Saint Peter consults his list and says, "Take this cotton robe and wooden staff and enter the Kingdom of Heaven."
"Just a minute," says the preacher, "that man was a taxi-driver, and you issued him a silken robe and golden staff. But I get wood and cotton. How can this be?"
"Up here, we go by results," says Saint Peter. "While you preached, people slept -- while he drove, people prayed."
Farmer Brown, from Minnesota, had a bull that he was quite proud of. One day he looked at the bull and noticed his eyes were crossed. That was disconcerting, because he knew he couldn’t get huge stud fees for a defective bull. He called the local vet who came right over. The vet assured him he could solve the problem.
”Farmer Brown, you stand in front of the bull and watch his eyes. I will insert this straw into the bull’s rectum and blow. When the eyes uncross, yell stop.”
The vet did just that, and sure enough after a few minutes of blowing, the eyes uncrossed.
Farmer Brown was thrilled. Several months pass and again he sees the eyes cross.
He says to himself “I better call the vet. No, wait a minute. Last time I called the vet, he charged me $250.00 for something that only took a few moments. I will do it myself.”
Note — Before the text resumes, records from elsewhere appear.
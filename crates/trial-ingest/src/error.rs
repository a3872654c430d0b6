//! Error types for trial-ingest.
//!
//! Only [`IngestError`] escapes `IngestionPipeline::ingest`; every problem with
//! the submitted document is an `Outcome::Rejected` instead.

use thiserror::Error;

/// A deployment defect that stops ingestion outright.
#[derive(Debug, Error)]
pub enum IngestError {
    /// The schema the pipeline depends on is missing or broken.
    #[error("Schema configuration error: {0}")]
    Configuration(#[from] trial_schema::SchemaError),
}

/// Failure to deliver a notification. Logged, never propagated.
#[derive(Debug, Error)]
pub enum SinkError {
    #[error("Event trail write failed: {0}")]
    Io(#[from] std::io::Error),

    #[error("Event serialization failed: {0}")]
    Serialize(#[from] serde_json::Error),
}

/// An upload rejected before its content is read.
#[derive(Debug, Error, PartialEq, Eq)]
pub enum UploadError {
    #[error("File cannot be empty")]
    Empty,

    #[error("File size must not exceed {max_bytes} bytes")]
    TooLarge { max_bytes: u64 },

    #[error("Only JSON files are accepted")]
    WrongExtension,
}
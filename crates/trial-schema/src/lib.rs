//! # trial-schema
//!
//! JSON Schema definitions and validation for clinical trial documents.
//!
//! This crate provides:
//! - `SchemaKind`: the rulesets a document can be checked against
//! - `SchemaValidator`: lazily compiles and caches each kind, and reports
//!   violations as `<RuleTag>: #/<field>` messages
//! - Schema export for external tooling (`trials schema`)
//!
//! ## Architecture
//!
//! The upload schema is an embedded JSON file; record and event schemas are
//! generated from `trial-core` types with `#[derive(JsonSchema)]`.

pub mod error;
pub mod kind;
mod messages;
pub mod validator;

pub use error::SchemaError;
pub use kind::SchemaKind;
pub use messages::TRIAL_DATE_FORMAT;
pub use validator::{SchemaValidator, ValidationReport};
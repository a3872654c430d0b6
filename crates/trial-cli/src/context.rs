use std::sync::Arc;

use anyhow::Context;
use trial_config::TrialsConfig;
use trial_db::TrialDb;
use trial_ingest::{EventSink, IngestionPipeline, JsonlSink, TracingSink};
use trial_schema::SchemaValidator;

pub type Sinks = Vec<Box<dyn EventSink + Send + Sync>>;

/// Everything a command needs once configuration is resolved.
pub struct AppContext {
    pub config: TrialsConfig,
    pub db: TrialDb,
    pub pipeline: IngestionPipeline<Sinks>,
}

impl AppContext {
    pub async fn init(config: TrialsConfig) -> anyhow::Result<Self> {
        if let Some(dir) = config.database.parent_dir() {
            std::fs::create_dir_all(&dir)
                .with_context(|| format!("failed to create {}", dir.display()))?;
        }
        let db = TrialDb::open_local(&config.database.path)
            .await
            .with_context(|| format!("failed to open database at {}", config.database.path))?;

        let validator = Arc::new(SchemaValidator::new());
        let mut sinks: Sinks = vec![Box::new(TracingSink)];
        if let Some(dir) = &config.events.trail_dir {
            let jsonl = JsonlSink::new(dir, Arc::clone(&validator))
                .with_context(|| format!("failed to prepare event trail in {}", dir.display()))?;
            sinks.push(Box::new(jsonl));
        }

        Ok(Self {
            config,
            db,
            pipeline: IngestionPipeline::new(validator, sinks),
        })
    }
}
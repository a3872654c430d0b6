//! Staged writes for a single ingestion.
//!
//! `add` only queues a record; `commit` inserts everything queued inside one
//! transaction. If any insert fails the transaction is rolled back and the
//! queue is kept, so nothing is half-written. Commits from different units of
//! work on the same `TrialDb` run one after another.

use trial_core::entities::TrialRecord;

use crate::TrialDb;
use crate::error::DatabaseError;
use crate::repos::trial::insert_trial;

/// Per-ingestion write buffer over a shared [`TrialDb`].
pub struct UnitOfWork<'db> {
    db: &'db TrialDb,
    pending: Vec<TrialRecord>,
}

impl<'db> UnitOfWork<'db> {
    pub(crate) const fn new(db: &'db TrialDb) -> Self {
        Self {
            db,
            pending: Vec::new(),
        }
    }

    /// The database this unit of work writes to.
    #[must_use]
    pub const fn db(&self) -> &'db TrialDb {
        self.db
    }

    /// Queue a record for the next commit.
    pub fn add(&mut self, trial: TrialRecord) -> &TrialRecord {
        self.pending.push(trial);
        &self.pending[self.pending.len() - 1]
    }

    /// Records queued since the last successful commit.
    #[must_use]
    pub fn pending(&self) -> &[TrialRecord] {
        &self.pending
    }

    /// Insert all queued records in one transaction.
    ///
    /// Returns the number of records written.
    ///
    /// # Errors
    ///
    /// Returns `DatabaseError::Conflict` if a queued trial identifier already
    /// exists, or another `DatabaseError` if the transaction fails.
    pub async fn commit(&mut self) -> Result<usize, DatabaseError> {
        if self.pending.is_empty() {
            return Ok(0);
        }

        let _writer = self.db.lock_writes().await;
        let tx = self.db.conn().transaction().await?;
        for trial in &self.pending {
            if let Err(e) = insert_trial(&tx, trial).await {
                tracing::debug!(trial_id = %trial.trial_id, error = %e, "rolling back trial insert");
                tx.rollback().await?;
                return Err(e);
            }
        }
        tx.commit().await?;

        let written = self.pending.len();
        self.pending.clear();
        Ok(written)
    }
}
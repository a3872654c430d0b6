//! Ingestion of one uploaded trial document.
//!
//! ```text
//! read -> validate -> parse -> duplicate check -> normalize -> persist -> publish
//! ```
//!
//! Steps up to and including persistence short-circuit into
//! `Outcome::Rejected`. Only a broken schema escapes as `IngestError`.
//! Publishing runs synchronously right after the commit returns, so once a
//! trial is stored there is no await point at which the notification can be
//! cancelled.

use std::sync::Arc;

use chrono::Utc;
use tokio::io::{AsyncRead, AsyncReadExt};
use trial_core::entities::TrialRecord;
use trial_core::events::TrialCreated;
use trial_core::ids::{self, PREFIX_TRIAL};
use trial_schema::{SchemaKind, SchemaValidator};

use crate::error::IngestError;
use crate::normalize::normalize;
use crate::outcome::Outcome;
use crate::sink::EventSink;
use crate::store::TrialStore;

/// Upper bound on the buffer reserved up front from a declared length.
const MAX_PREALLOC: usize = 1024 * 1024;

/// Validates, normalizes, stores, and announces trial submissions.
///
/// Holds no per-ingestion state; one instance can serve any number of
/// concurrent ingestions, each with its own store.
pub struct IngestionPipeline<E> {
    validator: Arc<SchemaValidator>,
    sink: E,
}

impl<E: EventSink> IngestionPipeline<E> {
    #[must_use]
    pub const fn new(validator: Arc<SchemaValidator>, sink: E) -> Self {
        Self { validator, sink }
    }

    /// Read a document from `reader` and ingest it.
    ///
    /// `byte_length` is the declared size, used only to size the read buffer.
    ///
    /// # Errors
    ///
    /// Returns `IngestError::Configuration` if the `ClinicalTrial` schema
    /// cannot be loaded. Everything else is reported through `Outcome`.
    pub async fn ingest<S, R>(
        &self,
        store: &mut S,
        mut reader: R,
        byte_length: u64,
    ) -> Result<Outcome, IngestError>
    where
        S: TrialStore,
        R: AsyncRead + Unpin,
    {
        let capacity = usize::try_from(byte_length).map_or(MAX_PREALLOC, |n| n.min(MAX_PREALLOC));
        let mut raw = Vec::with_capacity(capacity);
        if let Err(e) = reader.read_to_end(&mut raw).await {
            return Ok(reject(Outcome::processing_error(e)));
        }
        self.ingest_bytes(store, &raw).await
    }

    /// Ingest a document already in memory.
    ///
    /// # Errors
    ///
    /// Same as [`Self::ingest`].
    pub async fn ingest_bytes<S: TrialStore>(
        &self,
        store: &mut S,
        raw: &[u8],
    ) -> Result<Outcome, IngestError> {
        tracing::debug!(bytes = raw.len(), "validating trial document");
        let report = self.validator.validate(raw, SchemaKind::ClinicalTrial)?;
        if !report.is_valid() {
            return Ok(reject(Outcome::invalid_format(&report.errors)));
        }

        tracing::debug!("parsing trial document");
        let trial = match parse(raw) {
            Ok(Some(trial)) => trial,
            Ok(None) => return Ok(reject(Outcome::deserialize_failed())),
            Err(e) => return Ok(reject(Outcome::parsing_error(e))),
        };

        tracing::debug!(trial_id = %trial.trial_id, "checking for duplicate trial");
        match store.find_by_trial_id(&trial.trial_id).await {
            Ok(Some(_)) => return Ok(reject(Outcome::duplicate(&trial.trial_id))),
            Ok(None) => {}
            Err(e) => return Ok(reject(Outcome::processing_error(e))),
        }

        let mut trial = normalize(trial);
        if trial.duration_in_days.is_some_and(|days| days < 0) {
            tracing::warn!(
                trial_id = %trial.trial_id,
                duration_in_days = ?trial.duration_in_days,
                "trial ends before it starts"
            );
        }

        trial.id = match ids::generate(PREFIX_TRIAL) {
            Ok(id) => id,
            Err(e) => return Ok(reject(Outcome::processing_error(e))),
        };
        trial.created_at = Utc::now();

        tracing::debug!(id = %trial.id, trial_id = %trial.trial_id, "persisting trial");
        if let Err(e) = store.add(trial.clone()) {
            return Ok(reject(Outcome::processing_error(e)));
        }
        if let Err(e) = store.commit().await {
            return Ok(reject(Outcome::processing_error(e)));
        }

        let id = trial.id.clone();
        if let Err(e) = self.sink.publish(&TrialCreated::now(trial)) {
            tracing::warn!(%id, error = %e, "trial stored but TrialCreated was not delivered");
        }

        tracing::info!(%id, "trial created");
        Ok(Outcome::Created(id))
    }
}

/// Second pass over the document: keys matched case-insensitively, then
/// deserialized. `null` yields `Ok(None)`.
fn parse(raw: &[u8]) -> Result<Option<TrialRecord>, serde_json::Error> {
    let document: serde_json::Value = serde_json::from_slice(raw)?;
    serde_json::from_value(TrialRecord::canonicalize_keys(document))
}

fn reject(outcome: Outcome) -> Outcome {
    if let Some(reason) = outcome.reason() {
        tracing::warn!(reason, "trial rejected");
    }
    outcome
}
He went to the barn and called his trusty farm hand, Luke.
”Luke, we have a problem here and this is what I want you to do. I will put this straw in the rear of my bull and blow. You watch his eyes, and when they uncross, tell me and I will stop blowing.”
Farmer Brown started blowing and blowing and nothing happened.
Finally, he said “You know, maybe I am not strong enough, Luke. Lets trade positions and you blow and I will watch.”
Luke went over to the bull, pulled out the straw, turned it around and reinserted it.
”What the hell are you doing, Luke?” says Farmer Brown.
”What do you think? I ain’t blowing on the same end that you did!”